── Material shown ──

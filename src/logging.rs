use std::path::{Path, PathBuf};
use tracing_appender::non_blocking::WorkerGuard;
use tracing_subscriber::EnvFilter;

/// Log files above this size are truncated before new output is appended.
pub const MAX_LOG_SIZE: u64 = 10 * 1024 * 1024;

/// Keeps the file writer alive. Pass it to [`deinit`] (or drop it) to flush.
#[must_use]
pub struct LogGuard {
    _file: Option<WorkerGuard>,
}

/// Initialise logging. Without `debug` the level is fixed at `info`; with it
/// `RUST_LOG` may override the default `debug` level.
///
/// When `log_file` is given, output goes to that file instead of stderr.
pub fn init(debug: bool, log_file: Option<PathBuf>) -> LogGuard {
    let level = if debug { "debug" } else { "info" };

    let filter = if debug {
        EnvFilter::try_from_default_env().unwrap_or_else(|_| EnvFilter::new(level))
    } else {
        EnvFilter::new(level)
    };

    let Some(path) = log_file else {
        let _ = tracing_subscriber::fmt().with_env_filter(filter).try_init();
        return LogGuard { _file: None };
    };

    let dir = path
        .parent()
        .filter(|p| !p.as_os_str().is_empty())
        .map(Path::to_path_buf)
        .unwrap_or_else(|| PathBuf::from("."));
    let file_name = path
        .file_name()
        .map(|n| n.to_os_string())
        .unwrap_or_else(|| "modlhandler.log".into());
    let _ = std::fs::create_dir_all(&dir);
    cap_log_size(&path);

    let appender = tracing_appender::rolling::never(dir, file_name);
    let (writer, guard) = tracing_appender::non_blocking(appender);
    let _ = tracing_subscriber::fmt()
        .with_env_filter(filter)
        .with_writer(writer)
        .with_ansi(false)
        .try_init();
    LogGuard { _file: Some(guard) }
}

/// Flush and close the log file.
pub fn deinit(guard: LogGuard) {
    drop(guard);
}

fn cap_log_size(path: &Path) {
    let too_big = std::fs::metadata(path)
        .map(|m| m.len() > MAX_LOG_SIZE)
        .unwrap_or(false);
    if too_big {
        if let Err(e) = std::fs::File::create(path) {
            eprintln!("failed to truncate log {}: {e}", path.display());
        }
    }
}
/// A handler to add while claiming the scheme.
#[derive(Debug, Clone, PartialEq, Eq)]
pub struct HandlerRegistration {
    /// Games to register for; `None` means every known game.
    pub games: Option<Vec<String>>,
    pub executable: String,
}

/// What the process was asked to do.
///
/// Accepted shapes:
/// * no arguments: offer to claim the scheme interactively
/// * `reg|forcereg [games] [executable]`: claim the scheme, optionally
///   registering a handler first
/// * `<scheme>://...`: forward the link to its handler
#[derive(Debug, Clone, PartialEq, Eq)]
pub enum Invocation {
    Interactive,
    Register {
        force: bool,
        handler: Option<HandlerRegistration>,
    },
    Dispatch(String),
    Invalid,
}

/// Parse the process arguments, without the program name.
pub fn parse_invocation<S: AsRef<str>>(args: &[S], link_prefix: &str) -> Invocation {
    let Some(first) = args.first().map(|s| s.as_ref()) else {
        return Invocation::Interactive;
    };
    let rest: Vec<&str> = args[1..].iter().map(|s| s.as_ref()).collect();

    if first == "reg" || first == "forcereg" {
        let force = first == "forcereg";
        let handler = match rest.as_slice() {
            [] => None,
            [executable] => Some(HandlerRegistration {
                games: None,
                executable: executable.to_string(),
            }),
            [games, executable] => Some(HandlerRegistration {
                games: Some(split_games(games)),
                executable: executable.to_string(),
            }),
            _ => return Invocation::Invalid,
        };
        return Invocation::Register { force, handler };
    }

    let is_link = first
        .get(..link_prefix.len())
        .map(|p| p.eq_ignore_ascii_case(link_prefix))
        .unwrap_or(false);
    if is_link {
        return Invocation::Dispatch(first.to_string());
    }
    Invocation::Invalid
}

fn split_games(raw: &str) -> Vec<String> {
    raw.split(',')
        .map(str::trim)
        .filter(|g| !g.is_empty())
        .map(str::to_string)
        .collect()
}

/// Convert raw process arguments, replacing invalid UTF-8 instead of failing.
pub fn lossy_args<I>(args: I) -> Vec<String>
where
    I: IntoIterator,
    I::Item: AsRef<std::ffi::OsStr>,
{
    args.into_iter()
        .map(|a| a.as_ref().to_string_lossy().into_owned())
        .collect()
}
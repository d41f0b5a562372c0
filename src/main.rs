#![cfg_attr(all(target_os = "windows", not(debug_assertions)), windows_subsystem = "windows")]

use modl_handler::app::{self, AppContext, APP_NAME};
use modl_handler::cli::lossy_args;
use modl_handler::launcher::ShellLauncher;
use modl_handler::location::{app_dir, default_base_dir, global_dir};
use modl_handler::logging;
use modl_handler::prompt::system_prompt;
use modl_handler::protocol::system_registry;
use modl_handler::settings::{Settings, SETTINGS_FILE};
use std::process::ExitCode;

fn main() -> anyhow::Result<ExitCode> {
    let app_dir = app_dir();
    let prompt = system_prompt();

    let settings_path = app_dir.join(SETTINGS_FILE);
    let settings = match Settings::load(&settings_path) {
        Ok(settings) => settings,
        Err(e) => {
            prompt.critical(APP_NAME, &format!("Invalid settings file:\n{e}"));
            return Err(e);
        }
    };

    let global_dir = global_dir(&settings.data_dir_name);
    let log_path = default_base_dir(global_dir.as_deref(), &app_dir).join(format!("{APP_NAME}.log"));
    let log_guard = logging::init(settings.debug_logging, Some(log_path));
    if !settings_path.exists() {
        if let Err(e) = settings.save(&settings_path) {
            tracing::warn!("failed to write default settings: {e}");
        }
    }

    let mut protocols = system_registry();
    let launcher = ShellLauncher;
    let exe_path = std::env::current_exe().unwrap_or_else(|_| app_dir.join(format!("{APP_NAME}.exe")));
    let mut ctx = AppContext {
        settings: &settings,
        protocols: protocols.as_mut(),
        launcher: &launcher,
        prompt: prompt.as_ref(),
        exe_path,
        app_dir,
        global_dir,
    };

    let args = lossy_args(std::env::args_os().skip(1));
    let result = app::run(&args, &mut ctx);
    if let Err(e) = &result {
        tracing::error!("uncaught error: {e:#}");
        prompt.critical(APP_NAME, &format!("Uncaught exception:\n{e:#}"));
    }
    logging::deinit(log_guard);
    result.map(ExitCode::from)
}
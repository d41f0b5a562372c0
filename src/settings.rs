use serde::{Deserialize, Serialize};
use std::path::Path;

/// File name of the settings file, looked up next to the executable.
pub const SETTINGS_FILE: &str = "modlhandler.json";

#[derive(Debug, Serialize, Deserialize, Clone, PartialEq)]
pub struct Settings {
    /// URI scheme this program claims and dispatches.
    #[serde(default = "default_scheme")]
    pub scheme: String,
    /// Program receiving links when no handler is registered for a game.
    /// Relative paths resolve against the application directory.
    #[serde(default = "default_fallback_executable")]
    pub fallback_executable: String,
    /// Argument placed before the forwarded link.
    #[serde(default = "default_download_argument")]
    pub download_argument: String,
    /// Directory below the local data dir shared with the mod manager.
    #[serde(default = "default_data_dir_name")]
    pub data_dir_name: String,
    /// When enabled the logger runs at debug level.
    #[serde(default)]
    pub debug_logging: bool,
}

fn default_scheme() -> String {
    "modl".into()
}

fn default_fallback_executable() -> String {
    "ModOrganizer.exe".into()
}

fn default_download_argument() -> String {
    "download".into()
}

fn default_data_dir_name() -> String {
    "ModOrganizer".into()
}

impl Default for Settings {
    fn default() -> Self {
        Self {
            scheme: default_scheme(),
            fallback_executable: default_fallback_executable(),
            download_argument: default_download_argument(),
            data_dir_name: default_data_dir_name(),
            debug_logging: false,
        }
    }
}

impl Settings {
    pub fn load(path: impl AsRef<Path>) -> anyhow::Result<Self> {
        let content = std::fs::read_to_string(path).unwrap_or_default();
        if content.trim().is_empty() {
            return Ok(Self::default());
        }
        Ok(serde_json::from_str(&content)?)
    }

    pub fn save(&self, path: impl AsRef<Path>) -> anyhow::Result<()> {
        let json = serde_json::to_string_pretty(self)?;
        std::fs::write(path, json)?;
        Ok(())
    }

    /// Prefix every link for this scheme starts with.
    pub fn link_prefix(&self) -> String {
        format!("{}://", self.scheme)
    }
}

#[cfg(test)]
mod tests {
    use super::*;

    #[test]
    fn missing_file_gives_defaults() {
        let dir = tempfile::tempdir().unwrap();
        let settings = Settings::load(dir.path().join(SETTINGS_FILE)).unwrap();
        assert_eq!(settings, Settings::default());
        assert_eq!(settings.link_prefix(), "modl://");
    }

    #[test]
    fn partial_file_fills_defaults() {
        let dir = tempfile::tempdir().unwrap();
        let path = dir.path().join(SETTINGS_FILE);
        std::fs::write(&path, r#"{ "scheme": "nxm", "debug_logging": true }"#).unwrap();
        let settings = Settings::load(&path).unwrap();
        assert_eq!(settings.scheme, "nxm");
        assert!(settings.debug_logging);
        assert_eq!(settings.download_argument, "download");
    }

    #[test]
    fn corrupt_file_is_an_error() {
        let dir = tempfile::tempdir().unwrap();
        let path = dir.path().join(SETTINGS_FILE);
        std::fs::write(&path, "{").unwrap();
        assert!(Settings::load(&path).is_err());
    }

    #[test]
    fn save_round_trips() {
        let dir = tempfile::tempdir().unwrap();
        let path = dir.path().join(SETTINGS_FILE);
        let settings = Settings {
            fallback_executable: "C:/MO2/ModOrganizer.exe".into(),
            ..Settings::default()
        };
        settings.save(&path).unwrap();
        assert_eq!(Settings::load(&path).unwrap(), settings);
    }
}
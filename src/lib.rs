#![deny(missing_docs)]

//! Core library for the docchat PDF question-answering server.

/// HTTP routing and REST handlers.
pub mod api;
/// Environment-driven configuration management.
pub mod config;
/// Embedding client abstraction and adapters.
pub mod embedding;
/// Answer generation clients.
pub mod generation;
/// Per-session vector indexes and their persistence.
pub mod index;
/// Structured logging and tracing setup.
pub mod logging;
/// Service counters.
pub mod metrics;
/// Document loading and chunking.
pub mod processing;
/// Prompt assembly.
pub mod prompt;
/// Query-time chunk retrieval.
pub mod retrieval;
/// Upload and chat orchestration.
pub mod service;
/// Session registry and expiry sweeper.
pub mod session;
/// Data directory layout and artifact cleanup.
pub mod storage;
use std::path::PathBuf;
use std::time::{Duration, SystemTime};

use anyhow::{Context, Result};
use clap::Parser;
use docchat::{config, logging, storage};

#[derive(Parser)]
#[command(
    name = "docchat-purge",
    about = "Remove uploads and indexes left behind by earlier server runs"
)]
struct Cli {
    /// Data directory to scan (defaults to DATA_DIR).
    #[arg(long)]
    data_dir: Option<PathBuf>,
    /// Remove artifacts older than this many seconds (defaults to SESSION_EXPIRY_SECS).
    #[arg(long)]
    max_age_secs: Option<u64>,
    /// List what would be removed without deleting anything.
    #[arg(long)]
    dry_run: bool,
}

fn main() -> Result<()> {
    let cli = Cli::parse();
    dotenvy::dotenv().ok();
    logging::init_tracing();
    let defaults =
        config::Config::from_env_lenient().context("failed to read storage settings")?;

    let data_dir = cli.data_dir.unwrap_or(defaults.data_dir);
    let max_age = Duration::from_secs(cli.max_age_secs.unwrap_or(defaults.session_expiry_secs));
    let layout = storage::StorageLayout::new(&data_dir);

    let report = storage::purge_stale_artifacts(&layout, max_age, SystemTime::now(), cli.dry_run)
        .with_context(|| format!("failed to purge {}", data_dir.display()))?;

    let verb = if cli.dry_run { "Would remove" } else { "Removed" };
    for path in &report.removed {
        println!("{verb} {}", path.display());
    }
    println!(
        "{verb} {} artifact(s); kept {}",
        report.removed.len(),
        report.kept
    );
    Ok(())
}
use std::path::Path;
use std::sync::Arc;
use std::time::Duration;

use async_trait::async_trait;
use axum::{
    Router,
    body::{Body, to_bytes},
    http::{Method, Request, StatusCode},
};
use docchat::{
    api,
    config::Config,
    embedding::HashEmbeddingClient,
    generation::{GenerationClient, GenerationClientError, GenerationRequest},
    processing::{Chunk, DocumentLoader, FileLoader, LoaderError},
    service::DocumentService,
    session::InMemorySessionStore,
};
use serde_json::Value;
use time::OffsetDateTime;
use tower::ServiceExt;

const BOUNDARY: &str = "docchat-e2e";

struct ThreeChunkLoader;

#[async_trait]
impl DocumentLoader for ThreeChunkLoader {
    async fn load_and_chunk(&self, path: &Path) -> Result<Vec<Chunk>, LoaderError> {
        let source = path.display().to_string();
        Ok(vec![
            Chunk::new("The warranty period is two years.", &source, Some(1)),
            Chunk::new("Returns are accepted within thirty days.", &source, Some(2)),
            Chunk::new("Support is available on weekdays.", &source, Some(3)),
        ])
    }
}

/// Answers with the first context line so tests can see which chunk ranked first.
struct EchoContextGenerator;

#[async_trait]
impl GenerationClient for EchoContextGenerator {
    fn model(&self) -> &str {
        "echo"
    }

    async fn generate(&self, request: GenerationRequest) -> Result<String, GenerationClientError> {
        let context = request
            .prompt
            .split("Context:\n")
            .nth(1)
            .and_then(|rest| rest.lines().next())
            .unwrap_or("I don't know.");
        Ok(context.to_string())
    }
}

fn build(data_dir: &Path) -> (Arc<DocumentService>, Router) {
    build_with_loader(data_dir, Arc::new(ThreeChunkLoader))
}

fn build_with_loader(
    data_dir: &Path,
    loader: Arc<dyn DocumentLoader>,
) -> (Arc<DocumentService>, Router) {
    let config = Config {
        data_dir: data_dir.to_path_buf(),
        ..Config::default()
    };
    let service = Arc::new(DocumentService::with_components(
        &config,
        loader,
        Arc::new(HashEmbeddingClient::new(128)),
        Arc::new(EchoContextGenerator),
        Arc::new(InMemorySessionStore::new()),
    ));
    let router = api::create_router(service.clone(), config.max_upload_bytes);
    (service, router)
}

fn upload(file_name: &str) -> Request<Body> {
    upload_bytes(file_name, b"%PDF-1.4 test document")
}

fn upload_bytes(file_name: &str, contents: &[u8]) -> Request<Body> {
    let mut body = format!(
        "--{BOUNDARY}\r\nContent-Disposition: form-data; name=\"file\"; filename=\"{file_name}\"\r\nContent-Type: application/octet-stream\r\n\r\n"
    )
    .into_bytes();
    body.extend_from_slice(contents);
    body.extend_from_slice(format!("\r\n--{BOUNDARY}--\r\n").as_bytes());
    Request::builder()
        .method(Method::POST)
        .uri("/upload")
        .header(
            "content-type",
            format!("multipart/form-data; boundary={BOUNDARY}"),
        )
        .body(Body::from(body))
        .expect("request")
}

fn chat(session_id: &str, query: &str) -> Request<Body> {
    let form = format!(
        "session_id={session_id}&query={}",
        query.replace(' ', "+").replace('?', "%3F")
    );
    Request::builder()
        .method(Method::POST)
        .uri("/chat")
        .header("content-type", "application/x-www-form-urlencoded")
        .body(Body::from(form))
        .expect("request")
}

async fn send(router: &Router, request: Request<Body>) -> (StatusCode, Value) {
    let response = router.clone().oneshot(request).await.expect("response");
    let status = response.status();
    let body = to_bytes(response.into_body(), usize::MAX)
        .await
        .expect("body");
    (status, serde_json::from_slice(&body).expect("json"))
}

#[tokio::test]
async fn upload_then_chat_returns_grounded_answer() {
    let dir = tempfile::tempdir().expect("tempdir");
    let (service, router) = build(dir.path());

    let (status, body) = send(&router, upload("doc.pdf")).await;
    assert_eq!(status, StatusCode::OK);
    assert_eq!(body["message"], "PDF uploaded and indexed successfully.");
    let session_id = body["session_id"].as_str().expect("session id").to_string();
    assert!(service.layout().upload_path(&session_id).exists());

    let (status, body) = send(&router, chat(&session_id, "How long is the warranty period?")).await;
    assert_eq!(status, StatusCode::OK);
    assert_eq!(body["answer"], "The warranty period is two years.");

    let (status, body) = send(
        &router,
        Request::builder()
            .uri("/metrics")
            .body(Body::empty())
            .expect("request"),
    )
    .await;
    assert_eq!(status, StatusCode::OK);
    assert_eq!(body["documents_indexed"], 1);
    assert_eq!(body["chunks_indexed"], 3);
    assert_eq!(body["questions_answered"], 1);
    assert_eq!(body["active_sessions"], 1);
}

#[tokio::test]
async fn real_pdf_is_extracted_indexed_and_answered() {
    let dir = tempfile::tempdir().expect("tempdir");
    let (_service, router) = build_with_loader(dir.path(), Arc::new(FileLoader::new(500, 100)));

    let pdf = include_bytes!("fixtures/three_pages.pdf");
    let (status, body) = send(&router, upload_bytes("manual.pdf", pdf)).await;
    assert_eq!(status, StatusCode::OK);
    let session_id = body["session_id"].as_str().expect("session id").to_string();

    let (status, body) = send(&router, chat(&session_id, "How long is the warranty period?")).await;
    assert_eq!(status, StatusCode::OK);
    assert!(
        body["answer"].as_str().expect("answer").contains("warranty"),
        "unexpected answer: {body}"
    );

    let (status, body) = send(
        &router,
        Request::builder()
            .uri("/metrics")
            .body(Body::empty())
            .expect("request"),
    )
    .await;
    assert_eq!(status, StatusCode::OK);
    assert_eq!(body["chunks_indexed"], 3);
}

#[tokio::test]
async fn expired_session_is_swept_and_then_not_found() {
    let dir = tempfile::tempdir().expect("tempdir");
    let (service, router) = build(dir.path());

    let (_, body) = send(&router, upload("doc.pdf")).await;
    let session_id = body["session_id"].as_str().expect("session id").to_string();
    let index_dir = service.layout().index_dir(&session_id);
    assert!(index_dir.exists());

    let two_hours_later = OffsetDateTime::now_utc() + Duration::from_secs(2 * 3600);
    let report = service.sweeper().sweep_once(two_hours_later).await;
    assert_eq!(report.purged, vec![session_id.clone()]);
    assert!(!index_dir.exists());
    assert!(!service.layout().upload_path(&session_id).exists());

    let (status, body) = send(&router, chat(&session_id, "anything")).await;
    assert_eq!(status, StatusCode::NOT_FOUND);
    assert_eq!(body["error"], "Session ID not found. Upload a PDF first.");
}

#[tokio::test]
async fn unknown_session_is_not_found() {
    let dir = tempfile::tempdir().expect("tempdir");
    let (_, router) = build(dir.path());

    let (status, body) = send(&router, chat("00000000-0000-0000-0000-000000000000", "hi")).await;
    assert_eq!(status, StatusCode::NOT_FOUND);
    assert_eq!(body["error"], "Session ID not found. Upload a PDF first.");
}

#[tokio::test]
async fn non_pdf_upload_is_rejected() {
    let dir = tempfile::tempdir().expect("tempdir");
    let (service, router) = build(dir.path());

    let (status, body) = send(&router, upload("notes.txt")).await;
    assert_eq!(status, StatusCode::BAD_REQUEST);
    assert_eq!(body["error"], "Only PDF files are supported.");
    assert_eq!(service.sessions().len().await, 0);
}

#[tokio::test]
async fn sessions_are_isolated() {
    let dir = tempfile::tempdir().expect("tempdir");
    let (service, router) = build(dir.path());

    let (_, first) = send(&router, upload("a.pdf")).await;
    let (_, second) = send(&router, upload("b.pdf")).await;
    let first = first["session_id"].as_str().expect("first").to_string();
    let second = second["session_id"].as_str().expect("second").to_string();
    assert_ne!(first, second);
    assert_eq!(service.sessions().len().await, 2);

    service.sessions().delete(&first).await;
    let (status, _) = send(&router, chat(&first, "warranty")).await;
    assert_eq!(status, StatusCode::NOT_FOUND);
    let (status, _) = send(&router, chat(&second, "warranty")).await;
    assert_eq!(status, StatusCode::OK);
}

───

Search the data above for lines holding "ModOrganizer" and copy each of them.

» **Solution**
    "ModOrganizer.exe".into()
    "ModOrganizer".into()
            fallback_executable: "C:/MO2/ModOrganizer.exe".into(),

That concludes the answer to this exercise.